Here's what I got when I did that:
{
"entry.1634501314":"child+name",
"entry.1876184383":"parent+name",
"entry.338135299":"Toddlers Class",
"entry.464151171":"No",
"entry.1301996500":"None+of+the+Above",
"entry.46633140":"None+of+the+Above",
"entry.693698665":"Yes",
"entry.227426312":"No",
"entry.1433839005":"No",
"entry.338135299_sentinel":"",
"entry.464151171_sentinel":"",
"entry.1301996500_sentinel":"",
"entry.46633140_sentinel":"",
"entry.693698665_sentinel":"",
"entry.227426312_sentinel":"",
"entry.1433839005_sentinel":"",
"fvv":"1",
"draftResponse":"[null,null,\"1394368204515955404\"]\r\n",
"pageHistory":"0",
"fbzx":"1394368204515955404"
}
We can clean that up a bit by getting rid of all of the entries ending with _sentinel
(they're an artifact of how Google Forms represent checkboxes and radio buttons) as well as the few fields at the bottom (I'm not sure what they do, but I confirmed that the form works without them).
We also want to convert this JSON object to a Ruby hash, which I did by find/replacing all of the ":
"s with hash rockets "=>
".
One last thing you'll want to do is replace all the "+
" signs that were put instead of the whitespaces (e.g. "entry.1301996500":"None+of+the+Above"

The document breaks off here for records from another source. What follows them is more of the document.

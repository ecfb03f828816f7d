//! `embedded-hal` implementations via an Aardvark-style adapter
//!
//! [`embedded-hal`](https://crates.io/crates/embedded-hal) is a hardware
//! abstraction layer for embedded systems. It is most commonly used in
//! applications destined to run on microcontrollers or other small computing
//! devices embedded inside products.
//!
//! This library contains implementations of the blocking I2C and SPI traits
//! and the digital pin traits in terms of an I2C/SPI/GPIO USB adapter, thus
//! allowing a HAL device driver to interact with its corresponding hardware
//! from a general-purpose computer using the adapter as an intermediary.
//!
//! All of the trait implementations in this library wrap an open
//! `aardvark::Adapter` whose bus mode already enables the subsystem in
//! question.

extern crate embedded_hal;

pub mod gpio;
pub mod i2c;
pub mod spi;

pub use gpio::{AardvarkPin, AardvarkPins};
pub use i2c::AardvarkI2c;
pub use spi::AardvarkSpi;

) and change them back to spaces.
My final form data looks like this now:
form_data = {
"entry.338135299" => "Toddlers Class",
"entry.1634501314" => "[child name]",
"entry.1876184383" => "[parent name]",
"entry.464151171" => "No",
"entry.1301996500" => "None of the Above",
"entry.46633140" => "None of the Above",
"entry.693698665" => "Yes",
"entry.227426312" => "No",
"entry.1433839005" => "No"
}
You can take that information and past it into a file called school-form-submitter.rb
.
Note: If you would just like to see the finished code it will be shared at the end of this post.

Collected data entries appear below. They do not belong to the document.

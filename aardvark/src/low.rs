//! Module `low` is the seam between this crate and whatever actually talks
//! to the adapter hardware.
//!
//! The traits here mirror the fixed-signature entry points of the adapter
//! driver: every per-session call returns a raw `i32` where negative values
//! are status codes and non-negative values are the payload. Buffers are
//! passed as slices that the caller has already clamped, so an
//! implementation may use the full slice length as the transfer length.
//!
//! The crate's own `sim` module provides an in-process implementation.

use crate::status::Status;

/// `Versions` is the version matrix reported by a driver, in the same
/// `0xMMmm` encoding the driver uses (`0x050a` is v5.10).
#[derive(Debug, Clone, Copy, PartialEq, Eq)]
pub struct Versions {
    /// Version of the driver software itself.
    pub software: u16,
    /// Oldest binding API version the driver is willing to serve.
    pub api_required: u16,
}

/// `DeviceVersion` is the version information read from an open adapter.
#[derive(Debug, Clone, Copy, PartialEq, Eq, Default)]
pub struct DeviceVersion {
    pub firmware: u16,
    pub hardware: u16,
}

/// `Driver` is the process-level half of the driver seam.
pub trait Driver {
    type Device: Device;

    /// `version` reports the driver's version matrix. It is consulted once
    /// per `Registry`.
    fn version(&self) -> Versions;

    /// `find_devices` fills `devices` with port numbers and `unique_ids`
    /// with serial numbers, writing at most the length of each slice.
    ///
    /// Ports that are already open are ORed with `PORT_NOT_FREE`. Returns
    /// the number of devices attached regardless of the slice sizes.
    fn find_devices(&mut self, devices: &mut [u16], unique_ids: &mut [u32]) -> i32;

    /// `open` claims the adapter on `port` for exclusive use.
    fn open(&mut self, port: u16) -> Result<Self::Device, Status>;
}

/// `Device` is one open adapter session in the raw calling convention.
pub trait Device {
    fn close(&mut self) -> i32;
    fn features(&mut self) -> i32;
    fn unique_id(&mut self) -> u32;
    fn version(&mut self) -> DeviceVersion;

    fn configure(&mut self, config: u8) -> i32;
    fn target_power(&mut self, mask: u8) -> i32;

    /// `async_poll` waits for pending asynchronous data. Negative timeouts
    /// block indefinitely and zero is a non-blocking check. Returns a mask
    /// of pending kinds, or zero when nothing arrived in time.
    fn async_poll(&mut self, timeout_ms: i32) -> i32;

    fn i2c_free_bus(&mut self) -> i32;
    fn i2c_bitrate(&mut self, khz: i32) -> i32;
    fn i2c_bus_timeout(&mut self, timeout_ms: u16) -> i32;
    fn i2c_pullup(&mut self, mask: u8) -> i32;
    fn i2c_read(&mut self, addr: u16, flags: u8, data: &mut [u8]) -> i32;
    fn i2c_write(&mut self, addr: u16, flags: u8, data: &[u8]) -> i32;

    /// `i2c_read_ext` is `i2c_read` that stores the byte count in `num_read`
    /// and returns how the transaction ended (an `I2cStatus` value) instead.
    fn i2c_read_ext(&mut self, addr: u16, flags: u8, data: &mut [u8], num_read: &mut u16) -> i32;
    fn i2c_write_ext(&mut self, addr: u16, flags: u8, data: &[u8], num_written: &mut u16) -> i32;

    fn i2c_slave_enable(&mut self, addr: u8, max_tx: u16, max_rx: u16) -> i32;
    fn i2c_slave_disable(&mut self) -> i32;
    fn i2c_slave_set_response(&mut self, data: &[u8]) -> i32;
    fn i2c_slave_write_stats(&mut self) -> i32;
    fn i2c_slave_read(&mut self, addr: &mut u8, data: &mut [u8]) -> i32;
    fn i2c_slave_write_stats_ext(&mut self, num_written: &mut u16) -> i32;
    fn i2c_slave_read_ext(&mut self, addr: &mut u8, data: &mut [u8], num_read: &mut u16) -> i32;

    fn i2c_monitor_enable(&mut self) -> i32;
    fn i2c_monitor_disable(&mut self) -> i32;
    fn i2c_monitor_read(&mut self, data: &mut [u16]) -> i32;

    fn spi_bitrate(&mut self, khz: i32) -> i32;
    fn spi_configure(&mut self, polarity: u8, phase: u8, bit_order: u8) -> i32;
    fn spi_master_ss_polarity(&mut self, polarity: u8) -> i32;

    /// `spi_write` shifts out `data_out` while capturing into `data_in`.
    /// Returns the number of bytes captured.
    fn spi_write(&mut self, data_out: &[u8], data_in: &mut [u8]) -> i32;

    fn spi_slave_enable(&mut self) -> i32;
    fn spi_slave_disable(&mut self) -> i32;
    fn spi_slave_set_response(&mut self, data: &[u8]) -> i32;
    fn spi_slave_read(&mut self, data: &mut [u8]) -> i32;

    fn gpio_direction(&mut self, mask: u8) -> i32;
    fn gpio_pullup(&mut self, mask: u8) -> i32;
    fn gpio_get(&mut self) -> i32;
    fn gpio_set(&mut self, value: u8) -> i32;
    fn gpio_change(&mut self, timeout_ms: u16) -> i32;
}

If you only need to submit the form for one child, then that's all you need. If you have more than one child like me, you will have to add in the information you need dynamically.
In my case, the parts of the form that had to change for each child were the child's name and class ("Toddler Class" in the form above). So I extracted that information into a hash I called names
:
names = {
"Child 1 Name" => "Child 1 Class",
"Child 2 Name" => "Child 2 Class",
"Wife's Name" => "Staff"
}
Then I iterated over the hash and filled out the form like this:
names.each do |name, age|
form_data = {
"entry.338135299" => age,
"entry.1634501314" => name,
"entry.1876184383" => "Parent Name",
"entry.464151171" => "No",
"entry.1301996500" => "None of the Above",
"entry.46633140" => "None of the Above",
"entry.693698665" => "Yes",
"entry.227426312" => "No",
"entry.1433839005" => "No"
}
puts "Submitting form for #{name} in #{age}"
end
If you run the ruby file now, you should get a series of lines printed that look like:
Submitting form for Child 1 Name in Child 1 Class
Submitting form for Child 2 Name in Child 2 Class
Submitting form for Wife's Name in Staff
The only thing left to do now is to make our POST request.

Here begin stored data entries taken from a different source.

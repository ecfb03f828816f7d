//! Module `adapter` contains the bus operations available on an open
//! session.
//!
//! An `Adapter` is obtained from `Registry::adapter` and borrows the
//! session exclusively for as long as it lives.
//!
//! Every read and write primitive takes the caller's declared length next
//! to the buffer it applies to. The declared length is clamped to the
//! buffer before the driver sees it, and the count the driver reports is
//! clamped again on the way back, so no transfer ever exceeds
//! `min(declared, buffer length)`.

use core::time::Duration;

use log::{debug, trace, warn};

use crate::config::{ConfigState, Settings};
use crate::frame::{self, Transfer};
use crate::gpio::GpioBits;
use crate::i2c::{self, I2cFlags, I2cStatus};
use crate::low::Device;
use crate::monitor::MonitorEvent;
use crate::peripherals::{BusMode, Features, Power, Pullups, CONFIG_QUERY, MASK_QUERY};
use crate::poll::{AsyncEvent, SlaveEvent, Timeout};
use crate::registry::{AdapterHandle, Session};
use crate::spi;
use crate::status::{check, Status};
use crate::{Error, Result};

/// `Adapter` represents exclusive access to one open adapter session.
pub struct Adapter<'a, D: Device> {
    handle: AdapterHandle,
    session: &'a mut Session<D>,
}

fn bitrate_arg(khz: u32) -> Result<i32> {
    if khz > i32::MAX as u32 {
        return Err(Error::Request("bitrate out of range"));
    }
    Ok(khz as i32)
}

Being that we are not trying to do anything too complicated with the returned data, I believe Ruby's built-in Net::HTTP
library should be enough.
Add the following to the top of your file:
require 'net/http'
We're going to use Net::HTTP
's post_form
method. The method takes two arguments: a URI
object and a hash of form inputs. So let's convert the URL we got earlier to a URI
object like this:
form_url = URI("https://docs.google.com/forms/d/e/[a-long-form-ID]/formResponse")
We can then submit our form (and print the return status message as a sanity check) like this:
res = Net::HTTP.post_form form_url, form_data
puts "Status #{res.message}"
And there you have it! Instead of tediously filling out forms every morning, you can submit them by running ruby school-form-submitter.rb
from your console, and all it took was around 25 lines of code!